Copy out every record that follows, word for word.

[Extracted information — start]

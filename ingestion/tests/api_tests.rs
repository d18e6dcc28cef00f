//! HTTP API tests for the ingestion service.
//!
//! Runs the real router against the in-memory broker double, so every status
//! code mapping is exercised without Kafka.

#![allow(clippy::unwrap_used, clippy::expect_used)]

use axum_test::TestServer;
use orderflow_ingestion::{IngestionStats, OrderService, app};
use orderflow_testing::{InMemoryBroker, test_clock};
use serde_json::{Value, json};
use std::sync::Arc;

fn test_server(broker: Arc<InMemoryBroker>) -> TestServer {
    let clock = test_clock();
    let stats = Arc::new(IngestionStats::new(
        orderflow_core::environment::Clock::now(&clock),
    ));
    let service = Arc::new(OrderService::new(broker, stats, Arc::new(clock)));
    TestServer::new(app(service)).expect("Failed to start test server")
}

#[tokio::test]
async fn valid_order_is_accepted_with_202() {
    let broker = Arc::new(InMemoryBroker::new());
    let server = test_server(Arc::clone(&broker));

    let response = server
        .post("/api/orders")
        .json(&json!({"OrderId": "ORD-001", "ProductId": "PROD-123", "Quantity": 5}))
        .await;

    response.assert_status(axum::http::StatusCode::ACCEPTED);
    let body: Value = response.json();
    assert_eq!(body["success"], true);
    assert_eq!(body["data"]["orderId"], "ORD-001");
    assert_eq!(body["data"]["quantity"], 5);

    let published = broker.published();
    assert_eq!(published.len(), 1);
    assert_eq!(published[0].order_id.as_str(), "ORD-001");
}

#[tokio::test]
async fn camel_case_body_is_also_accepted() {
    let broker = Arc::new(InMemoryBroker::new());
    let server = test_server(Arc::clone(&broker));

    let response = server
        .post("/api/orders")
        .json(&json!({"orderId": "SALE-123456", "productId": "PROD-ABC123", "quantity": 1}))
        .await;

    response.assert_status(axum::http::StatusCode::ACCEPTED);
    assert_eq!(broker.published().len(), 1);
}

#[tokio::test]
async fn invalid_order_is_rejected_with_400_and_not_published() {
    let broker = Arc::new(InMemoryBroker::new());
    let server = test_server(Arc::clone(&broker));

    let response = server
        .post("/api/orders")
        .json(&json!({"OrderId": "invalid", "ProductId": "PRODUCT-123", "Quantity": 0}))
        .await;

    response.assert_status(axum::http::StatusCode::BAD_REQUEST);
    let body: Value = response.json();
    assert_eq!(body["success"], false);
    let message = body["message"].as_str().unwrap();
    assert!(message.contains("OrderId"));
    assert!(message.contains("ProductId"));
    assert!(message.contains("Quantity"));

    assert!(broker.published().is_empty());
}

#[tokio::test]
async fn negative_quantity_fails_validation_not_deserialization() {
    let broker = Arc::new(InMemoryBroker::new());
    let server = test_server(Arc::clone(&broker));

    let response = server
        .post("/api/orders")
        .json(&json!({"OrderId": "ORD-001", "ProductId": "PROD-123", "Quantity": -1}))
        .await;

    response.assert_status(axum::http::StatusCode::BAD_REQUEST);
    let body: Value = response.json();
    assert_eq!(body["success"], false);
    assert!(
        body["message"]
            .as_str()
            .unwrap()
            .contains("Quantity must be at least 1")
    );
    assert!(broker.published().is_empty());
}

#[tokio::test]
async fn missing_fields_are_reported_as_required() {
    let broker = Arc::new(InMemoryBroker::new());
    let server = test_server(Arc::clone(&broker));

    let response = server.post("/api/orders").json(&json!({})).await;

    response.assert_status(axum::http::StatusCode::BAD_REQUEST);
    let message = response.json::<Value>()["message"]
        .as_str()
        .unwrap()
        .to_string();
    assert!(message.contains("required"));
    assert!(broker.published().is_empty());
}

#[tokio::test]
async fn disconnected_broker_returns_503() {
    let broker = Arc::new(InMemoryBroker::new());
    broker.set_disconnected(true);
    let server = test_server(Arc::clone(&broker));

    let response = server
        .post("/api/orders")
        .json(&json!({"OrderId": "ORD-001", "ProductId": "PROD-123", "Quantity": 5}))
        .await;

    response.assert_status(axum::http::StatusCode::SERVICE_UNAVAILABLE);
    assert!(broker.published().is_empty());
}

#[tokio::test]
async fn legacy_endpoint_echoes_the_bare_order() {
    let broker = Arc::new(InMemoryBroker::new());
    let server = test_server(Arc::clone(&broker));

    let response = server
        .post("/order")
        .json(&json!({"OrderId": "ORD-002", "ProductId": "PROD-123", "Quantity": 7}))
        .await;

    response.assert_status_ok();
    let body: Value = response.json();
    // Bare order, not the wrapped response.
    assert_eq!(body["orderId"], "ORD-002");
    assert_eq!(body["quantity"], 7);
    assert!(body.get("success").is_none());
}

#[tokio::test]
async fn legacy_endpoint_still_rejects_invalid_orders() {
    let broker = Arc::new(InMemoryBroker::new());
    let server = test_server(broker);

    let response = server
        .post("/order")
        .json(&json!({"OrderId": "ORD", "ProductId": "PROD-123", "Quantity": 5}))
        .await;

    response.assert_status(axum::http::StatusCode::BAD_REQUEST);
    assert_eq!(response.json::<Value>()["success"], false);
}

#[tokio::test]
async fn stats_count_accepted_orders_only() {
    let broker = Arc::new(InMemoryBroker::new());
    let server = test_server(broker);

    server
        .post("/api/orders")
        .json(&json!({"OrderId": "ORD-001", "ProductId": "PROD-123", "Quantity": 5}))
        .await;
    server
        .post("/api/orders")
        .json(&json!({"OrderId": "bad", "ProductId": "PROD-123", "Quantity": 5}))
        .await;

    let response = server.get("/api/orders/stats").await;
    response.assert_status_ok();
    let body: Value = response.json();
    assert_eq!(body["totalAccepted"], 1);
    assert!(body["averageQuantity"].is_null());
}

#[tokio::test]
async fn validation_rules_are_served() {
    let broker = Arc::new(InMemoryBroker::new());
    let server = test_server(broker);

    let response = server.get("/api/validation-rules").await;
    response.assert_status_ok();
    let body: Value = response.json();
    assert!(body.to_string().contains("PROD-"));
}

#[tokio::test]
async fn health_tracks_broker_connectivity() {
    let broker = Arc::new(InMemoryBroker::new());
    let server = test_server(Arc::clone(&broker));

    server.get("/health").await.assert_status_ok();

    broker.set_disconnected(true);
    server
        .get("/health")
        .await
        .assert_status(axum::http::StatusCode::SERVICE_UNAVAILABLE);
}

[Extracted information — finish]

== Written response ==
filename ingestion/tests/api_tests.rs
repository d18e6dcc28cef00f
//! HTTP API tests for the ingestion service.
//!
//! Runs the real router against the in-memory broker double, so every status
//! code mapping is exercised without Kafka.

#![allow(clippy::unwrap_used, clippy::expect_used)]

use axum_test::TestServer;
use orderflow_ingestion::{IngestionStats, OrderService, app};
use orderflow_testing::{InMemoryBroker, test_clock};
use serde_json::{Value, json};
use std::sync::Arc;

fn test_server(broker: Arc<InMemoryBroker>) -> TestServer {
    let clock = test_clock();
    let stats = Arc::new(IngestionStats::new(
        orderflow_core::environment::Clock::now(&clock),
    ));
    let service = Arc::new(OrderService::new(broker, stats, Arc::new(clock)));
    TestServer::new(app(service)).expect("Failed to start test server")
}

#[tokio::test]
async fn valid_order_is_accepted_with_202() {
    let broker = Arc::new(InMemoryBroker::new());
    let server = test_server(Arc::clone(&broker));

    let response = server
        .post("/api/orders")
        .json(&json!({"OrderId": "ORD-001", "ProductId": "PROD-123", "Quantity": 5}))
        .await;

    response.assert_status(axum::http::StatusCode::ACCEPTED);
    let body: Value = response.json();
    assert_eq!(body["success"], true);
    assert_eq!(body["data"]["orderId"], "ORD-001");
    assert_eq!(body["data"]["quantity"], 5);

    let published = broker.published();
    assert_eq!(published.len(), 1);
    assert_eq!(published[0].order_id.as_str(), "ORD-001");
}

#[tokio::test]
async fn camel_case_body_is_also_accepted() {
    let broker = Arc::new(InMemoryBroker::new());
    let server = test_server(Arc::clone(&broker));

    let response = server
        .post("/api/orders")
        .json(&json!({"orderId": "SALE-123456", "productId": "PROD-ABC123", "quantity": 1}))
        .await;

    response.assert_status(axum::http::StatusCode::ACCEPTED);
    assert_eq!(broker.published().len(), 1);
}

#[tokio::test]
async fn invalid_order_is_rejected_with_400_and_not_published() {
    let broker = Arc::new(InMemoryBroker::new());
    let server = test_server(Arc::clone(&broker));

    let response = server
        .post("/api/orders")
        .json(&json!({"OrderId": "invalid", "ProductId": "PRODUCT-123", "Quantity": 0}))
        .await;

    response.assert_status(axum::http::StatusCode::BAD_REQUEST);
    let body: Value = response.json();
    assert_eq!(body["success"], false);
    let message = body["message"].as_str().unwrap();
    assert!(message.contains("OrderId"));
    assert!(message.contains("ProductId"));
    assert!(message.contains("Quantity"));

    assert!(broker.published().is_empty());
}

#[tokio::test]
async fn negative_quantity_fails_validation_not_deserialization() {
    let broker = Arc::new(InMemoryBroker::new());
    let server = test_server(Arc::clone(&broker));

    let response = server
        .post("/api/orders")
        .json(&json!({"OrderId": "ORD-001", "ProductId": "PROD-123", "Quantity": -1}))
        .await;

    response.assert_status(axum::http::StatusCode::BAD_REQUEST);
    let body: Value = response.json();
    assert_eq!(body["success"], false);
    assert!(
        body["message"]
            .as_str()
            .unwrap()
            .contains("Quantity must be at least 1")
    );
    assert!(broker.published().is_empty());
}

#[tokio::test]
async fn missing_fields_are_reported_as_required() {
    let broker = Arc::new(InMemoryBroker::new());
    let server = test_server(Arc::clone(&broker));

    let response = server.post("/api/orders").json(&json!({})).await;

    response.assert_status(axum::http::StatusCode::BAD_REQUEST);
    let message = response.json::<Value>()["message"]
        .as_str()
        .unwrap()
        .to_string();
    assert!(message.contains("required"));
    assert!(broker.published().is_empty());
}

#[tokio::test]
async fn disconnected_broker_returns_503() {
    let broker = Arc::new(InMemoryBroker::new());
    broker.set_disconnected(true);
    let server = test_server(Arc::clone(&broker));

    let response = server
        .post("/api/orders")
        .json(&json!({"OrderId": "ORD-001", "ProductId": "PROD-123", "Quantity": 5}))
        .await;

    response.assert_status(axum::http::StatusCode::SERVICE_UNAVAILABLE);
    assert!(broker.published().is_empty());
}

#[tokio::test]
async fn legacy_endpoint_echoes_the_bare_order() {
    let broker = Arc::new(InMemoryBroker::new());
    let server = test_server(Arc::clone(&broker));

    let response = server
        .post("/order")
        .json(&json!({"OrderId": "ORD-002", "ProductId": "PROD-123", "Quantity": 7}))
        .await;

    response.assert_status_ok();
    let body: Value = response.json();
    // Bare order, not the wrapped response.
    assert_eq!(body["orderId"], "ORD-002");
    assert_eq!(body["quantity"], 7);
    assert!(body.get("success").is_none());
}

#[tokio::test]
async fn legacy_endpoint_still_rejects_invalid_orders() {
    let broker = Arc::new(InMemoryBroker::new());
    let server = test_server(broker);

    let response = server
        .post("/order")
        .json(&json!({"OrderId": "ORD", "ProductId": "PROD-123", "Quantity": 5}))
        .await;

    response.assert_status(axum::http::StatusCode::BAD_REQUEST);
    assert_eq!(response.json::<Value>()["success"], false);
}

#[tokio::test]
async fn stats_count_accepted_orders_only() {
    let broker = Arc::new(InMemoryBroker::new());
    let server = test_server(broker);

    server
        .post("/api/orders")
        .json(&json!({"OrderId": "ORD-001", "ProductId": "PROD-123", "Quantity": 5}))
        .await;
    server
        .post("/api/orders")
        .json(&json!({"OrderId": "bad", "ProductId": "PROD-123", "Quantity": 5}))
        .await;

    let response = server.get("/api/orders/stats").await;
    response.assert_status_ok();
    let body: Value = response.json();
    assert_eq!(body["totalAccepted"], 1);
    assert!(body["averageQuantity"].is_null());
}

#[tokio::test]
async fn validation_rules_are_served() {
    let broker = Arc::new(InMemoryBroker::new());
    let server = test_server(broker);

    let response = server.get("/api/validation-rules").await;
    response.assert_status_ok();
    let body: Value = response.json();
    assert!(body.to_string().contains("PROD-"));
}

#[tokio::test]
async fn health_tracks_broker_connectivity() {
    let broker = Arc::new(InMemoryBroker::new());
    let server = test_server(Arc::clone(&broker));

    server.get("/health").await.assert_status_ok();

    broker.set_disconnected(true);
    server
        .get("/health")
        .await
        .assert_status(axum::http::StatusCode::SERVICE_UNAVAILABLE);
}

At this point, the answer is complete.